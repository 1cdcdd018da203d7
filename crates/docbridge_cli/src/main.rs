//! docbridge CLI
//!
//! Command-line tools for the docbridge client.
//!
//! # Commands
//!
//! - `demo` - Save numbered assets to an in-process emulator and query them back
//! - `config` - Print the client configuration resolved from the environment

mod commands;

use clap::{Parser, Subcommand};
use std::path::PathBuf;
use tracing_subscriber::EnvFilter;

/// docbridge document client tools.
#[derive(Parser)]
#[command(name = "docbridge")]
#[command(author, version, about, long_about = None)]
struct Cli {
    /// Enable verbose output
    #[arg(global = true, short, long)]
    verbose: bool,

    #[command(subcommand)]
    command: Commands,
}

#[derive(Subcommand)]
enum Commands {
    /// Save assets to an emulator, then count those matching a file name prefix
    Demo {
        /// Number of assets to save
        #[arg(short, long, default_value_t = 10)]
        records: u32,

        /// File name prefix to query for
        #[arg(short, long, default_value = "a")]
        prefix: String,

        /// Maximum concurrent batches
        #[arg(short, long, env = "DOCBRIDGE_MAX_CONCURRENCY", default_value_t = 4)]
        concurrency: usize,

        /// Route requests through the gateway
        #[arg(short, long)]
        gateway: bool,

        /// Keep emulator data in this directory across runs
        #[arg(short, long)]
        data_dir: Option<PathBuf>,

        /// Keep the database after the run
        #[arg(short, long)]
        keep: bool,
    },

    /// Print the configuration resolved from DOCBRIDGE_* variables
    Config,

    /// Show version information
    Version,
}

fn main() -> Result<(), Box<dyn std::error::Error>> {
    let cli = Cli::parse();

    // Initialize logging
    let filter = if cli.verbose {
        EnvFilter::new("debug")
    } else {
        EnvFilter::try_from_default_env().unwrap_or_else(|_| EnvFilter::new("info"))
    };
    tracing_subscriber::fmt().with_env_filter(filter).init();

    match cli.command {
        Commands::Demo {
            records,
            prefix,
            concurrency,
            gateway,
            data_dir,
            keep,
        } => {
            let options = commands::demo::DemoOptions {
                records,
                prefix,
                concurrency,
                gateway,
                data_dir,
                keep,
            };
            commands::demo::run(&options)?;
        }
        Commands::Config => {
            commands::config::run()?;
        }
        Commands::Version => {
            println!("docbridge CLI v{}", env!("CARGO_PKG_VERSION"));
        }
    }

    Ok(())
}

-----

Find the number of lines in the records that contain "client", and write that number only.

3